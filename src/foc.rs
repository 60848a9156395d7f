// FOC (Field Oriented Control) module
// Voltage-mode FOC for two-phase stepper motors

pub mod calibration;
pub mod motion;
pub mod openloop;
pub mod pid_controller;
pub mod timing;
pub mod transforms;

// Re-export main types for easier access
pub use calibration::{
    CalibrationPlant, CalibrationResult, CalibrationState, CalibrationStep, Direction,
    SensorAlignment,
};
pub use motion::{MotionController, MotionFeedback, MotionLimits, MotionOutput};
pub use openloop::{AngleOpenLoop, OpenLoopState, VelocityOpenLoop};
pub use pid_controller::{PController, PidController, Regulator};
pub use timing::SampleTimer;
pub use transforms::{
    electrical_angle, inverse_park, limit_voltage, normalize_angle, AlphaBetaVoltage, DqVoltage,
    TrigMode,
};
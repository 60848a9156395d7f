//! Motor control task
//!
//! Runs the control cycle on a fixed ticker, applying queued commands
//! before each cycle and publishing the status after it.

use core::future::Future;

use embassy_futures::yield_now;
use embassy_sync::blocking_mutex::raw::RawMutex;
use embassy_sync::channel::Channel;
use embassy_sync::signal::Signal;
use embassy_time::{Duration, Ticker, Timer};

use crate::clock::MonotonicClock;
use crate::config::alignment::INIT_SETTLE_MS;
use crate::current_sense::CurrentSense;
use crate::driver::StepperDriver;
use crate::error::FocError;
use crate::foc::{CalibrationPlant, CalibrationResult, CalibrationStep, SensorAlignment};
use crate::motor::{AlignmentStart, MotorCommand, MotorStatus, StepperMotor};
use crate::sensor::PositionSensor;

/// Queue of runtime commands for one motor
pub type CommandChannel<M, const N: usize> = Channel<M, MotorCommand, N>;

/// Latest status of one motor
pub type StatusSignal<M> = Signal<M, MotorStatus>;

/// Sensor alignment with `embassy_time` waits
///
/// Same sequence and outcome as the blocking
/// [`StepperMotor::init_foc`]; other tasks keep running during the waits
/// and between the index search steps.
pub async fn init_foc_async<D, S, C, I>(
    motor: &mut StepperMotor<D, S, C, I>,
) -> Result<CalibrationResult, FocError>
where
    D: StepperDriver,
    S: PositionSensor,
    C: MonotonicClock,
    I: CurrentSense,
{
    let mut alignment = match motor.begin_alignment() {
        AlignmentStart::Run(alignment) => alignment,
        AlignmentStart::Skip(outcome) => return outcome,
    };

    Timer::after_millis(INIT_SETTLE_MS.into()).await;
    let outcome =
        run_alignment(&mut alignment, motor, |ms| Timer::after_millis(ms.into())).await;
    motor.finish_alignment(&alignment, outcome);
    Timer::after_millis(INIT_SETTLE_MS.into()).await;
    outcome
}

/// Step the alignment to completion, yielding between immediate steps
async fn run_alignment<P, W, F>(
    alignment: &mut SensorAlignment,
    plant: &mut P,
    mut wait_ms: W,
) -> Result<CalibrationResult, FocError>
where
    P: CalibrationPlant,
    W: FnMut(u32) -> F,
    F: Future<Output = ()>,
{
    loop {
        match alignment.step(plant) {
            CalibrationStep::Continue => yield_now().await,
            CalibrationStep::Wait(ms) => wait_ms(ms).await,
            CalibrationStep::Done(outcome) => return outcome,
        }
    }
}

/// Control loop, never returns
///
/// # Arguments
/// * `motor` - initialized and calibrated motor
/// * `commands` - drained completely before every cycle
/// * `status` - overwritten after every cycle
/// * `period` - control cycle, e.g. `DEFAULT_CONTROL_PERIOD_US`
pub async fn motor_control<D, S, C, I, M, const N: usize>(
    motor: &mut StepperMotor<D, S, C, I>,
    commands: &CommandChannel<M, N>,
    status: &StatusSignal<M>,
    period: Duration,
) -> !
where
    D: StepperDriver,
    S: PositionSensor,
    C: MonotonicClock,
    I: CurrentSense,
    M: RawMutex,
{
    info!(
        "Motor control task started: period={}us, mode={}",
        period.as_micros(),
        motor.config().motion_control
    );

    let mut ticker = Ticker::every(period);
    loop {
        while let Ok(command) = commands.try_receive() {
            debug!("Motor command: {}", command);
            motor.apply(command);
        }

        motor.tick();
        status.signal(motor.status());

        ticker.next().await;
    }
}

◇ ◇ ◇ ◇

What is required → Output the entire set of records exactly as shown.

Written solution →
filename src/foc.rs
repository 60848a9156395d7f
// FOC (Field Oriented Control) module
// Voltage-mode FOC for two-phase stepper motors

pub mod calibration;
pub mod motion;
pub mod openloop;
pub mod pid_controller;
pub mod timing;
pub mod transforms;

// Re-export main types for easier access
pub use calibration::{
    CalibrationPlant, CalibrationResult, CalibrationState, CalibrationStep, Direction,
    SensorAlignment,
};
pub use motion::{MotionController, MotionFeedback, MotionLimits, MotionOutput};
pub use openloop::{AngleOpenLoop, OpenLoopState, VelocityOpenLoop};
pub use pid_controller::{PController, PidController, Regulator};
pub use timing::SampleTimer;
pub use transforms::{
    electrical_angle, inverse_park, limit_voltage, normalize_angle, AlphaBetaVoltage, DqVoltage,
    TrigMode,
};
repository 60848a9156395d7f
//! Motor control task
//!
//! Runs the control cycle on a fixed ticker, applying queued commands
//! before each cycle and publishing the status after it.

use core::future::Future;

use embassy_futures::yield_now;
use embassy_sync::blocking_mutex::raw::RawMutex;
use embassy_sync::channel::Channel;
use embassy_sync::signal::Signal;
use embassy_time::{Duration, Ticker, Timer};

use crate::clock::MonotonicClock;
use crate::config::alignment::INIT_SETTLE_MS;
use crate::current_sense::CurrentSense;
use crate::driver::StepperDriver;
use crate::error::FocError;
use crate::foc::{CalibrationPlant, CalibrationResult, CalibrationStep, SensorAlignment};
use crate::motor::{AlignmentStart, MotorCommand, MotorStatus, StepperMotor};
use crate::sensor::PositionSensor;

/// Queue of runtime commands for one motor
pub type CommandChannel<M, const N: usize> = Channel<M, MotorCommand, N>;

/// Latest status of one motor
pub type StatusSignal<M> = Signal<M, MotorStatus>;

/// Sensor alignment with `embassy_time` waits
///
/// Same sequence and outcome as the blocking
/// [`StepperMotor::init_foc`]; other tasks keep running during the waits
/// and between the index search steps.
pub async fn init_foc_async<D, S, C, I>(
    motor: &mut StepperMotor<D, S, C, I>,
) -> Result<CalibrationResult, FocError>
where
    D: StepperDriver,
    S: PositionSensor,
    C: MonotonicClock,
    I: CurrentSense,
{
    let mut alignment = match motor.begin_alignment() {
        AlignmentStart::Run(alignment) => alignment,
        AlignmentStart::Skip(outcome) => return outcome,
    };

    Timer::after_millis(INIT_SETTLE_MS.into()).await;
    let outcome =
        run_alignment(&mut alignment, motor, |ms| Timer::after_millis(ms.into())).await;
    motor.finish_alignment(&alignment, outcome);
    Timer::after_millis(INIT_SETTLE_MS.into()).await;
    outcome
}

/// Step the alignment to completion, yielding between immediate steps
async fn run_alignment<P, W, F>(
    alignment: &mut SensorAlignment,
    plant: &mut P,
    mut wait_ms: W,
) -> Result<CalibrationResult, FocError>
where
    P: CalibrationPlant,
    W: FnMut(u32) -> F,
    F: Future<Output = ()>,
{
    loop {
        match alignment.step(plant) {
            CalibrationStep::Continue => yield_now().await,
            CalibrationStep::Wait(ms) => wait_ms(ms).await,
            CalibrationStep::Done(outcome) => return outcome,
        }
    }
}

/// Control loop, never returns
///
/// # Arguments
/// * `motor` - initialized and calibrated motor
/// * `commands` - drained completely before every cycle
/// * `status` - overwritten after every cycle
/// * `period` - control cycle, e.g. `DEFAULT_CONTROL_PERIOD_US`
pub async fn motor_control<D, S, C, I, M, const N: usize>(
    motor: &mut StepperMotor<D, S, C, I>,
    commands: &CommandChannel<M, N>,
    status: &StatusSignal<M>,
    period: Duration,
) -> !
where
    D: StepperDriver,
    S: PositionSensor,
    C: MonotonicClock,
    I: CurrentSense,
    M: RawMutex,
{
    info!(
        "Motor control task started: period={}us, mode={}",
        period.as_micros(),
        motor.config().motion_control
    );

    let mut ticker = Ticker::every(period);
    loop {
        while let Ok(command) = commands.try_receive() {
            debug!("Motor command: {}", command);
            motor.apply(command);
        }

        motor.tick();
        status.signal(motor.status());

        ticker.next().await;
    }
}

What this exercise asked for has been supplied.